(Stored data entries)

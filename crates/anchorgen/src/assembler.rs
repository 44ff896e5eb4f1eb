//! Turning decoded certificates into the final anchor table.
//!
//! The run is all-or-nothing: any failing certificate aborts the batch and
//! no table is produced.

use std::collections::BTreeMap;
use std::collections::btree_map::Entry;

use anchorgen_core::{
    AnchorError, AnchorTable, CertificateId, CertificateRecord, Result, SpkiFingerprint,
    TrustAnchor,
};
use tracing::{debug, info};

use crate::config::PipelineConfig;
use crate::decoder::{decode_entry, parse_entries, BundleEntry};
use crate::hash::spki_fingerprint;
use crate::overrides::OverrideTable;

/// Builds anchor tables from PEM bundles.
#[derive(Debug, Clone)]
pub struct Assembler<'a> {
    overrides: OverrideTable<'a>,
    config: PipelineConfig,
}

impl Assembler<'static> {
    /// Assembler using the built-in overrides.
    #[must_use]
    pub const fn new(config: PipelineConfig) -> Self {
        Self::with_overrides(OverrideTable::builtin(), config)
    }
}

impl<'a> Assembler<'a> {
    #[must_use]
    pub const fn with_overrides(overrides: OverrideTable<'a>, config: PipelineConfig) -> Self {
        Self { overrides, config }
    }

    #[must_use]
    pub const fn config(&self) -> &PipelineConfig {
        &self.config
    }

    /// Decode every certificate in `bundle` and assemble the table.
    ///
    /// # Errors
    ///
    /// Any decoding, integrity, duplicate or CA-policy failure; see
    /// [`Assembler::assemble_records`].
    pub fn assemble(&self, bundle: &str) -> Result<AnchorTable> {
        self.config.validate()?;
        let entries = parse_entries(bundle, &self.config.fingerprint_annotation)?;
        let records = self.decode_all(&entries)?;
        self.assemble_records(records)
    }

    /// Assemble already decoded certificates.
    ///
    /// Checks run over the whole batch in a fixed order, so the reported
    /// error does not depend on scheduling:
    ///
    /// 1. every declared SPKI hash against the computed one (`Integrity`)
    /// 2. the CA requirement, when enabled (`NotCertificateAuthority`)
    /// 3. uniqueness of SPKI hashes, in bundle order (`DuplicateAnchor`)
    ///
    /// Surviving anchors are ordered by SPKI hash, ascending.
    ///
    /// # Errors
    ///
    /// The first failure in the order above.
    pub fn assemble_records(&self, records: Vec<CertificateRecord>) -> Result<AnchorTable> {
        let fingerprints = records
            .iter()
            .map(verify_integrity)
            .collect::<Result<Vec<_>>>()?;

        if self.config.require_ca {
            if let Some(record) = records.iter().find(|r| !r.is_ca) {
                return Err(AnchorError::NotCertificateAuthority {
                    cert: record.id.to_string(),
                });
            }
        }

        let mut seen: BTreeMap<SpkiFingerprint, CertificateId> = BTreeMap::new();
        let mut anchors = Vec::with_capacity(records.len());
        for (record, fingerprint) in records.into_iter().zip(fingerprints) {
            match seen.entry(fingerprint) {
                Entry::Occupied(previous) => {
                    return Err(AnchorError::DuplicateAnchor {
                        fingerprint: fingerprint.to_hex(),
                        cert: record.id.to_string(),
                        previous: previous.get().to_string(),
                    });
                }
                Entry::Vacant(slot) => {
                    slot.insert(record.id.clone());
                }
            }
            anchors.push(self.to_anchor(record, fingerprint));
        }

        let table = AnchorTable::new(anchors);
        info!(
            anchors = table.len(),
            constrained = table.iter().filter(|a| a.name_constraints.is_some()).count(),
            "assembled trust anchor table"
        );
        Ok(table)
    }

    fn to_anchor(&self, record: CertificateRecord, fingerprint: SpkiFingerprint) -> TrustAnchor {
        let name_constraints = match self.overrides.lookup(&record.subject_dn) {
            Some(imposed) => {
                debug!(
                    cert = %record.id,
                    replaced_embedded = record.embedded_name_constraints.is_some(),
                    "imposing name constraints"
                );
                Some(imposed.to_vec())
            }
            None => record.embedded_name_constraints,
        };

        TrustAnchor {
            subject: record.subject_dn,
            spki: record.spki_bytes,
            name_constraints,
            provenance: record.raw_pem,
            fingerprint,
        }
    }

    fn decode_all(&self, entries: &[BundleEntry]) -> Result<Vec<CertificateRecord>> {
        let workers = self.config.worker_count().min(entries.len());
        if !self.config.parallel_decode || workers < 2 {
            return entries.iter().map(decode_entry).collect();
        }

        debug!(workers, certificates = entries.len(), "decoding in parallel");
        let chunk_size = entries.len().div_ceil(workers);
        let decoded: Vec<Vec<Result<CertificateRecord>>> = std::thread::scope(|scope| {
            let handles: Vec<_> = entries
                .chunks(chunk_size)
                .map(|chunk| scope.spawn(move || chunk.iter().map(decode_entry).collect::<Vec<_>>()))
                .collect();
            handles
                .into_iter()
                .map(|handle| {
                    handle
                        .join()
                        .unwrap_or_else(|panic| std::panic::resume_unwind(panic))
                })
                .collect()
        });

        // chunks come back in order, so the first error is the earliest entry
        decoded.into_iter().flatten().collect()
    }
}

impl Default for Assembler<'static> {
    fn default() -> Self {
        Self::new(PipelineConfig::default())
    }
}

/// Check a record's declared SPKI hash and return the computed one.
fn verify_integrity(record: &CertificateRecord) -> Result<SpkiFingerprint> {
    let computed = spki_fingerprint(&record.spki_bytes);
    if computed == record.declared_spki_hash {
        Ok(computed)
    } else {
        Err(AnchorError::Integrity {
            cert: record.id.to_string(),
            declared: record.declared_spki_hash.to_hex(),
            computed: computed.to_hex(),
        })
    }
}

• [EXERCISE OBJECTIVE] Among the lines above, find those carrying the word "SpkiFingerprint" and copy them out.

• [RESULT OF THE EXERCISE]
    AnchorError, AnchorTable, CertificateId, CertificateRecord, Result, SpkiFingerprint,
        let mut seen: BTreeMap<SpkiFingerprint, CertificateId> = BTreeMap::new();
    fn to_anchor(&self, record: CertificateRecord, fingerprint: SpkiFingerprint) -> TrustAnchor {
fn verify_integrity(record: &CertificateRecord) -> Result<SpkiFingerprint> {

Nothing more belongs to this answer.